NCCU SPRING GAME: Wilkins, Billerman shine
N.C. Central wide receiver Adrian Wilkins emerged from the doghouse and made some moves during the Maroon-Gray spring game Friday evening that left first-year head coach Jerry Mack with a creative-writing assignment.
Mack said he’s going to have to draw up some more plays for Wilkins.
“No doubt. He’s a guy that he’s got to touch the ball,” Mack said after NCCU’s Maroon offense beat the Gray defense 41-34 in front of a good-sized crowd at O’Kelly-Riddick Stadium.
The game was tied 25-25 at the start of the fourth quarter.
The Maroon team took the lead on Kevin Thompson’s 7-yard touchdown run.
Quarterback Quinn Billerman tossed a short pass to Wilkins, who gathered it at the 25-yard line and started making moves. Wilkins didn’t stop darting and dodging until he was in the end zone.
“We’ve got to find creative ways to give him the football, and we’ve got to have some guys step up on the perimeter, as well, and in the in the backfield to help him out," Mack said. "He can only do so much. He can’t be a one-man show. So that’s the challenge going into the summer, to see who wants to be the next playmaker on the offensive side of the football.”
Last Saturday, Wilkins watched most of NCCU’s intra-squad scrimmage at Rocky Mount High School. A referee flagged him for spiking the football. Wilkins had just made a nifty play, and the offense was moving the chains in the right direction.
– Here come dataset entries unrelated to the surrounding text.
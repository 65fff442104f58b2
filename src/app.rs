use crate::config::Config;
use crate::error::BackendError;
use crate::io::{spawn_worker, Backend, IoCommand, IoResult};
use crate::message::Message;
use crate::model::{ChatMessage, CollectionId};
use crate::route::{Route, View};
use crate::state::{ActiveCollection, CatalogState, ChatState, NavigationState, UIState};
use crate::style;
use crate::view;
use eframe::egui;
use std::sync::mpsc::{Receiver, Sender, TryRecvError};
use tracing::{debug, info, warn};

/// Composition root. Owns the active collection and the location history and
/// hands each screen only the part it is allowed to see.
pub struct DocuChat {
    pub(crate) navigation: NavigationState,
    pub(crate) active: ActiveCollection,
    pub(crate) catalog: CatalogState,
    pub(crate) chat: ChatState,
    pub(crate) ui: UIState,
    top_k: usize,
    io_tx: Sender<IoCommand>,
    io_rx: Receiver<IoResult>,
}

impl DocuChat {
    pub fn new(
        ctx: &egui::Context,
        config: &Config,
        start: Route,
        backend: Box<dyn Backend>,
    ) -> Self {
        let (io_tx, io_rx) = spawn_worker(ctx.clone(), backend);
        let theme = config.theme.theme();
        ctx.set_visuals(theme.visuals());

        info!(start = %start, "Starting session");
        let mut app = Self {
            navigation: NavigationState::new(start, config.navigation.history_limit),
            active: ActiveCollection::new(),
            catalog: CatalogState::new(),
            chat: ChatState::new(),
            ui: UIState::new(theme),
            top_k: config.chat.top_k,
            io_tx,
            io_rx,
        };
        app.ui.address_buffer = app.navigation.current().to_path();
        app.load_collections();
        app
    }

    /// Collection the chat screen should show for the current location.
    pub fn effective_collection(&self) -> Option<CollectionId> {
        self.active
            .resolve_active_collection(self.navigation.current().chat_id())
    }

    pub fn apply(&mut self, message: Message) {
        match message {
            Message::Navigate(route) => self.navigate(route),
            Message::NavigateBack => {
                if self.navigation.go_back().is_some() {
                    self.sync_address();
                }
            }
            Message::NavigateForward => {
                if self.navigation.go_forward().is_some() {
                    self.sync_address();
                }
            }
            Message::AddressSubmitted(location) => match Route::parse(&location) {
                Ok(route) => self.navigate(route),
                Err(err) => {
                    debug!(error = %err, "Address rejected");
                    self.ui.set_error(err.to_string());
                    self.sync_address();
                }
            },
            Message::RefreshCollections => self.load_collections(),
            Message::SendPrompt { collection, prompt } => self.send_prompt(collection, prompt),
            Message::ResetSession => self.reset_session(),
            Message::ToggleTheme => self.ui.theme = self.ui.theme.toggle(),
        }
    }

    fn navigate(&mut self, route: Route) {
        self.navigation.push(route);
        self.sync_address();
        if self.navigation.current().view() == View::Collections && self.catalog.needs_load() {
            self.load_collections();
        }
    }

    fn sync_address(&mut self) {
        self.ui.address_buffer = self.navigation.current().to_path();
    }

    fn load_collections(&mut self) {
        if self.catalog.is_loading() {
            return;
        }
        self.catalog.begin_loading();
        if let Err(err) = self.dispatch(IoCommand::LoadCollections) {
            self.catalog.set_failed(err.to_string());
        }
    }

    fn send_prompt(&mut self, collection: CollectionId, prompt: String) {
        if prompt.trim().is_empty() || self.chat.is_pending(&collection) {
            return;
        }
        self.chat.push(&collection, ChatMessage::user(prompt.clone()));
        self.chat.begin_request(&collection);
        let command = IoCommand::Ask {
            collection: collection.clone(),
            prompt,
            top_k: self.top_k,
            session: self.chat.session(),
        };
        if let Err(err) = self.dispatch(command) {
            self.chat.finish_request(&collection);
            self.chat.push(&collection, ChatMessage::system(err.to_string()));
        }
    }

    /// Fresh session: forget the selection and transcripts, keep the location.
    fn reset_session(&mut self) {
        self.active.reset();
        self.chat.clear();
        self.ui.set_info("Started a new session".to_string());
    }

    fn dispatch(&mut self, command: IoCommand) -> Result<(), BackendError> {
        self.io_tx.send(command).map_err(|_| {
            warn!("I/O worker is gone, request dropped");
            let err = BackendError::Unavailable("background worker stopped".to_string());
            self.ui.set_error(err.to_string());
            err
        })
    }

    fn drain_io(&mut self) {
        loop {
            match self.io_rx.try_recv() {
                Ok(result) => self.handle_io_result(result),
                Err(TryRecvError::Empty) => break,
                Err(TryRecvError::Disconnected) => {
                    warn!("I/O result channel disconnected");
                    break;
                }
            }
        }
    }

    pub(crate) fn handle_io_result(&mut self, result: IoResult) {
        match result {
            IoResult::CollectionsLoaded(Ok(collections)) => {
                debug!(count = collections.len(), "Collections loaded");
                self.catalog.set_collections(collections);
            }
            IoResult::CollectionsLoaded(Err(err)) => {
                warn!(error = %err, "Loading collections failed");
                self.ui.set_error(err.to_string());
                self.catalog.set_failed(err.to_string());
            }
            IoResult::Answered {
                collection,
                session,
                result,
            } => {
                if session != self.chat.session() {
                    debug!(collection = %collection, session, "Dropping answer from a previous session");
                    return;
                }
                self.chat.finish_request(&collection);
                let message = match result {
                    Ok(answer) => ChatMessage::assistant(answer.response, answer.sources_count),
                    Err(err) => {
                        warn!(collection = %collection, error = %err, "Question failed");
                        ChatMessage::system(err.to_string())
                    }
                };
                self.chat.push(&collection, message);
            }
        }
    }

    fn handle_input(&self, ctx: &egui::Context, outbox: &mut Vec<Message>) {
        ctx.input(|i| {
            if i.modifiers.alt && i.key_pressed(egui::Key::ArrowLeft) {
                outbox.push(Message::NavigateBack);
            }
            if i.modifiers.alt && i.key_pressed(egui::Key::ArrowRight) {
                outbox.push(Message::NavigateForward);
            }
        });
    }

    fn render_view(&mut self, ui: &mut egui::Ui, outbox: &mut Vec<Message>) {
        match self.navigation.current().view() {
            View::Home => view::home::show(ui, self.active.current(), outbox),
            View::Collections => {
                view::collections::show(ui, &self.catalog, self.active.selector(), outbox)
            }
            View::Chat => {
                let effective = self.effective_collection();
                view::chat::show(ui, effective.as_ref(), &self.catalog, &mut self.chat, outbox)
            }
        }
    }
}

impl eframe::App for DocuChat {
    fn update(&mut self, ctx: &egui::Context, _frame: &mut eframe::Frame) {
        self.drain_io();
        self.ui.clear_expired_messages(style::MESSAGE_TIMEOUT_SECS);
        ctx.set_visuals(self.ui.theme.visuals());

        let mut outbox = Vec::new();
        self.handle_input(ctx, &mut outbox);

        self.render_navbar(ctx, &mut outbox);
        self.render_status_bar(ctx);

        egui::CentralPanel::default().show(ctx, |ui| {
            self.render_view(ui, &mut outbox);
        });

        // Views have finished; selections made this frame are already stored
        if !outbox.is_empty() {
            for message in outbox {
                self.apply(message);
            }
            ctx.request_repaint();
        }

        if self.ui.error_message.is_some() || self.ui.info_message.is_some() {
            ctx.request_repaint_after(std::time::Duration::from_secs(1));
        }
    }
}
But Wilkins’ penalty stopped the progress, and Mack benched the redshirt junior to teach him a lesson.
Wilkins was very productive in the spring game, catching six passes for 87 yards and two touchdowns, both 25-yard scores.
Billerman, a newcomer who transferred from New Mexico Military Institute, said he arrived on campus and started hearing about how Wilkins was this and that.
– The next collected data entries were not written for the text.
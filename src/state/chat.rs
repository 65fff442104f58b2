// Chat state - per-collection transcripts for the current session
use crate::model::{ChatMessage, CollectionId};
use std::collections::{HashMap, HashSet};

pub struct ChatState {
    transcripts: HashMap<CollectionId, Vec<ChatMessage>>,
    pending: HashSet<CollectionId>,
    drafts: HashMap<CollectionId, String>,
    /// Bumped on every `clear`; answers tagged with an older value are stale
    session: u64,
    pub scroll_to_bottom: bool,
}

impl ChatState {
    pub fn new() -> Self {
        Self {
            transcripts: HashMap::new(),
            pending: HashSet::new(),
            drafts: HashMap::new(),
            session: 0,
            scroll_to_bottom: false,
        }
    }

    pub fn session(&self) -> u64 {
        self.session
    }

    pub fn transcript(&self, collection: &CollectionId) -> &[ChatMessage] {
        self.transcripts
            .get(collection)
            .map(Vec::as_slice)
            .unwrap_or_default()
    }

    pub fn push(&mut self, collection: &CollectionId, message: ChatMessage) {
        self.transcripts
            .entry(collection.clone())
            .or_default()
            .push(message);
        self.scroll_to_bottom = true;
    }

    pub fn draft(&self, collection: &CollectionId) -> &str {
        self.drafts
            .get(collection)
            .map(String::as_str)
            .unwrap_or_default()
    }

    pub fn draft_mut(&mut self, collection: &CollectionId) -> &mut String {
        self.drafts.entry(collection.clone()).or_default()
    }

    pub fn take_draft(&mut self, collection: &CollectionId) -> String {
        self.drafts.remove(collection).unwrap_or_default()
    }

    pub fn begin_request(&mut self, collection: &CollectionId) {
        self.pending.insert(collection.clone());
    }

    pub fn finish_request(&mut self, collection: &CollectionId) {
        self.pending.remove(collection);
    }

    pub fn is_pending(&self, collection: &CollectionId) -> bool {
        self.pending.contains(collection)
    }

    pub fn clear(&mut self) {
        self.transcripts.clear();
        self.pending.clear();
        self.drafts.clear();
        self.session = self.session.wrapping_add(1);
    }
}

#[cfg(test)]
mod tests {
    use super::*;
    use crate::model::Role;

    #[test]
    fn test_transcripts_are_per_collection() {
        let a = CollectionId::new("a");
        let b = CollectionId::new("b");
        let mut chat = ChatState::new();

        chat.push(&a, ChatMessage::user("hello"));
        chat.push(&a, ChatMessage::assistant("hi", 3));

        assert_eq!(chat.transcript(&a).len(), 2);
        assert_eq!(chat.transcript(&a)[1].role, Role::Assistant);
        assert!(chat.transcript(&b).is_empty());
        assert!(chat.scroll_to_bottom);
    }

    #[test]
    fn test_pending_requests() {
        let a = CollectionId::new("a");
        let mut chat = ChatState::new();
        chat.begin_request(&a);
        assert!(chat.is_pending(&a));
        chat.finish_request(&a);
        assert!(!chat.is_pending(&a));
    }

    #[test]
    fn test_drafts_are_per_collection() {
        let a = CollectionId::new("a");
        let b = CollectionId::new("b");
        let mut chat = ChatState::new();

        chat.draft_mut(&a).push_str("question for a");
        assert_eq!(chat.draft(&a), "question for a");
        assert_eq!(chat.draft(&b), "");

        chat.draft_mut(&b).push_str("for b");
        assert_eq!(chat.take_draft(&a), "question for a");
        assert_eq!(chat.draft(&a), "");
        assert_eq!(chat.draft(&b), "for b");
    }

    #[test]
    fn test_clear_starts_new_session() {
        let a = CollectionId::new("a");
        let mut chat = ChatState::new();
        let before = chat.session();

        chat.push(&a, ChatMessage::user("hello"));
        chat.begin_request(&a);
        chat.draft_mut(&a).push_str("draft");
        chat.clear();

        assert!(chat.transcript(&a).is_empty());
        assert!(!chat.is_pending(&a));
        assert_eq!(chat.draft(&a), "");
        assert_ne!(chat.session(), before);
    }
}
When spring practice rolled around, Billerman said he understood what all the fuss was about.
“From the first day in spring, you could tell he’s a special player,” Billerman said. “The first day of spring, it was unbelievable. We needed to give him the ball more.”
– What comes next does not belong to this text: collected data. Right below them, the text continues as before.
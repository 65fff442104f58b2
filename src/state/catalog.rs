// Catalog state - collections as last reported by the backend
use crate::model::{Collection, CollectionId};

#[derive(Clone, Debug, Default, PartialEq)]
pub enum CatalogStatus {
    #[default]
    Idle,
    Loading,
    Loaded,
    Failed(String),
}

#[derive(Default)]
pub struct CatalogState {
    pub status: CatalogStatus,
    collections: Vec<Collection>,
}

impl CatalogState {
    pub fn new() -> Self {
        Self::default()
    }

    pub fn begin_loading(&mut self) {
        self.status = CatalogStatus::Loading;
    }

    pub fn set_collections(&mut self, collections: Vec<Collection>) {
        self.collections = collections;
        self.status = CatalogStatus::Loaded;
    }

    /// Keeps whatever was listed before; only the status changes.
    pub fn set_failed(&mut self, message: String) {
        self.status = CatalogStatus::Failed(message);
    }

    pub fn collections(&self) -> &[Collection] {
        &self.collections
    }

    pub fn find(&self, id: &CollectionId) -> Option<&Collection> {
        self.collections.iter().find(|c| &c.id == id)
    }

    pub fn is_loading(&self) -> bool {
        self.status == CatalogStatus::Loading
    }

    pub fn needs_load(&self) -> bool {
        matches!(self.status, CatalogStatus::Idle | CatalogStatus::Failed(_))
    }
}

#[cfg(test)]
mod tests {
    use super::*;

    #[test]
    fn test_lookup_after_load() {
        let mut catalog = CatalogState::new();
        assert!(catalog.needs_load());
        catalog.begin_loading();
        assert!(catalog.is_loading());
        assert!(!catalog.needs_load());

        catalog.set_collections(vec![Collection::new("1", "Manuals")]);
        assert_eq!(catalog.status, CatalogStatus::Loaded);
        assert_eq!(catalog.find(&CollectionId::new("1")).map(|c| c.name.as_str()), Some("Manuals"));
        assert!(catalog.find(&CollectionId::new("2")).is_none());
    }

    #[test]
    fn test_failure_keeps_previous_listing() {
        let mut catalog = CatalogState::new();
        catalog.set_collections(vec![Collection::new("1", "Manuals")]);
        catalog.set_failed("backend unavailable".to_string());
        assert_eq!(catalog.collections().len(), 1);
        assert!(catalog.needs_load());
    }
}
Billerman completed 14 of 22 passes for 150 yards, two touchdowns and threw an interception.
Quarterback Malcolm Bell connected on 8 of 12 passes for 136 yards.
Billerman started under center during the spring game, but he’ll have to battle Bell during the summer to determine who’ll direct the offense in the fall, Mack said.
Competition is good, the coach said.
“That’s always a good thing,” Mack said. “Having two guys that can do some things. The good thing is they’re so different, too. They provide a good one-two punch, so to speak.”
The offense did a solid job of making explosive plays to get the ball downfield, Mack said.
“We did a good job running the football,” Billerman said. “Our short passing game was a real big part early on of our success. As we went on in the game, we stretched out the defense more downfield, hitting some long balls.
“Also, Adrian Wilkins. When you’re able to get the ball in his hands, something special is going to happen.”
Wilkins last season was the only player on the Division I Football Championship Subdivision level to score five touchdowns on special teams, taking three kickoffs and two punts to the end zone. He led the Eagles on offense with 37 catches for 427 yards and two touchdowns.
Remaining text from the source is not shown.